WHAT THE TASK REQUIRES: Copy out each line of the data below in which "serde" appears.

INFORMATION SUPPLIED:
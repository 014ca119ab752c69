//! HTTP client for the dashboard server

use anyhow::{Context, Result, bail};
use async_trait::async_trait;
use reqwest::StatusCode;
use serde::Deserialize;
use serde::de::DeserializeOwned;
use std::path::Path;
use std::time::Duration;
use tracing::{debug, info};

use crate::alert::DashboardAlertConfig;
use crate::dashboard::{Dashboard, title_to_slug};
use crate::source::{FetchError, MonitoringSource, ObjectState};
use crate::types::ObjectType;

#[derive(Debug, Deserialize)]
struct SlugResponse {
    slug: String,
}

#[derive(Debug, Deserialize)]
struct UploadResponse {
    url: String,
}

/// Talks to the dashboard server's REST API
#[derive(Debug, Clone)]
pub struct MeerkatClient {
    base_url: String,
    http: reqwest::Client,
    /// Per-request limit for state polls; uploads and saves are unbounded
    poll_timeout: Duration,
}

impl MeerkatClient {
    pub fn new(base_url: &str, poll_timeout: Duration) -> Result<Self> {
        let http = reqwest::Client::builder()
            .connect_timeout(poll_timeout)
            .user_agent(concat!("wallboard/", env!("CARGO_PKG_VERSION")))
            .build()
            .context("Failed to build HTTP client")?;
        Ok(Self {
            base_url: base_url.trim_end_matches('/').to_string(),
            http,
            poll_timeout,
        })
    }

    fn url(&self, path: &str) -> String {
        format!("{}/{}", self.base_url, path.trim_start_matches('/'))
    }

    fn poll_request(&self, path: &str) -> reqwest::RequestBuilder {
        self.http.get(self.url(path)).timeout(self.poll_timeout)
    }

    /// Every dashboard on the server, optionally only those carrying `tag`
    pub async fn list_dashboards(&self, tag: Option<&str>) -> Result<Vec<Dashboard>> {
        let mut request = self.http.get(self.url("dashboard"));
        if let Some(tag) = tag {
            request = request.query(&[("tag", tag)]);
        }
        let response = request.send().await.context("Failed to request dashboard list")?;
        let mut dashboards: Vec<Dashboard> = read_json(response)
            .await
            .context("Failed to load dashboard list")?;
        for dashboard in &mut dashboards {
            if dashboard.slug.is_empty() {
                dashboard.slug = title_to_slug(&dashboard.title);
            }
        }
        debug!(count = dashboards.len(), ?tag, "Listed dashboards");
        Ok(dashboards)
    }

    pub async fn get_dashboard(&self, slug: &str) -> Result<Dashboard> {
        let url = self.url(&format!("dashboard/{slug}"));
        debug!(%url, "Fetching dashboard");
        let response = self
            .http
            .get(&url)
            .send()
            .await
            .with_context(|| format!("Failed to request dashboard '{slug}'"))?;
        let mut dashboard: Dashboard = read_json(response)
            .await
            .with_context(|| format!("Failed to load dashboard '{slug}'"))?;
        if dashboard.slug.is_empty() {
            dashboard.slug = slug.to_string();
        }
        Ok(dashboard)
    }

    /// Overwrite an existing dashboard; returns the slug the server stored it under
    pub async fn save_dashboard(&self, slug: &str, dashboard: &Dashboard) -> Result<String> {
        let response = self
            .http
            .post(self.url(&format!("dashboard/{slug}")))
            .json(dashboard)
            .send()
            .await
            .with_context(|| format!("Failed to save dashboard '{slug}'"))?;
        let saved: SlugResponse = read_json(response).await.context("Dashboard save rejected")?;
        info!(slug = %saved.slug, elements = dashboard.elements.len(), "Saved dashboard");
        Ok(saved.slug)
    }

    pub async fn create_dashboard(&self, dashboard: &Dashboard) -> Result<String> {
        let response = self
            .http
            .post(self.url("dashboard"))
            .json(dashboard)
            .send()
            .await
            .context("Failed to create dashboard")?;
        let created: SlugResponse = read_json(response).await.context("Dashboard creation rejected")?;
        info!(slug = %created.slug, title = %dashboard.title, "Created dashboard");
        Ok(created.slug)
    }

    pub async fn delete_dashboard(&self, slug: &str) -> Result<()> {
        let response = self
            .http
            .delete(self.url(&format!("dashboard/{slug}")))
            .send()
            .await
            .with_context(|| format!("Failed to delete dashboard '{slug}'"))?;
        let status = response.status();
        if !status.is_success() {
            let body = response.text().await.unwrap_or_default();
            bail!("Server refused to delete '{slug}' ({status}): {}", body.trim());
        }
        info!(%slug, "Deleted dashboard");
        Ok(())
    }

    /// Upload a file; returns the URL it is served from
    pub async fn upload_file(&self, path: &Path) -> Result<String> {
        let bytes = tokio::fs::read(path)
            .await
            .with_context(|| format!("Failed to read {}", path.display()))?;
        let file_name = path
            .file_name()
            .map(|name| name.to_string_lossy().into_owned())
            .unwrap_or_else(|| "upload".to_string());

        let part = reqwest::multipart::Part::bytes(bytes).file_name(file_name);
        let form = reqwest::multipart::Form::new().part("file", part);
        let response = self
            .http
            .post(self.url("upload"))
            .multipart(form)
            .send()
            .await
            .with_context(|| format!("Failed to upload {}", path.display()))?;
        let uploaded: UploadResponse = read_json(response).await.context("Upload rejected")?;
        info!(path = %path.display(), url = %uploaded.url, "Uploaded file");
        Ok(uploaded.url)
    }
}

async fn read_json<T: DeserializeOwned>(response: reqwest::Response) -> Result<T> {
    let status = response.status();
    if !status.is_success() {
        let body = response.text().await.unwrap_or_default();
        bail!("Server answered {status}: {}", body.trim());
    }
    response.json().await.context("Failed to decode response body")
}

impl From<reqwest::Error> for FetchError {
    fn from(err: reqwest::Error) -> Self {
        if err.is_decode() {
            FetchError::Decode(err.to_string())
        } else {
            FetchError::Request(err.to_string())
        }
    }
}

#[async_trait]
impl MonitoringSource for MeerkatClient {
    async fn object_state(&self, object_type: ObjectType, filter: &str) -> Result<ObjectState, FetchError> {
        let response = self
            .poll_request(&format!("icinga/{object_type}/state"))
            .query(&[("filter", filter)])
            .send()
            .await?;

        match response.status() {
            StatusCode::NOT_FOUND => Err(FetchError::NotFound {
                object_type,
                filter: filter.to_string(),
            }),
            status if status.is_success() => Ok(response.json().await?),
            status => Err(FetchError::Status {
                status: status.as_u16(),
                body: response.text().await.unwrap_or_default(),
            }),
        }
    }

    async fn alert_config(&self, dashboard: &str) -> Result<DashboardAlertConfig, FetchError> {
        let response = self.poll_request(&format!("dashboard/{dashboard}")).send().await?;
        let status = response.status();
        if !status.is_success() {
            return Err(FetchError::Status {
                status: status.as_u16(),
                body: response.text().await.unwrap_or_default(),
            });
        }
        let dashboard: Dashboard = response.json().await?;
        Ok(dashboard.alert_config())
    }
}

SOLVED EXERCISE:
use serde::Deserialize;
use serde::de::DeserializeOwned;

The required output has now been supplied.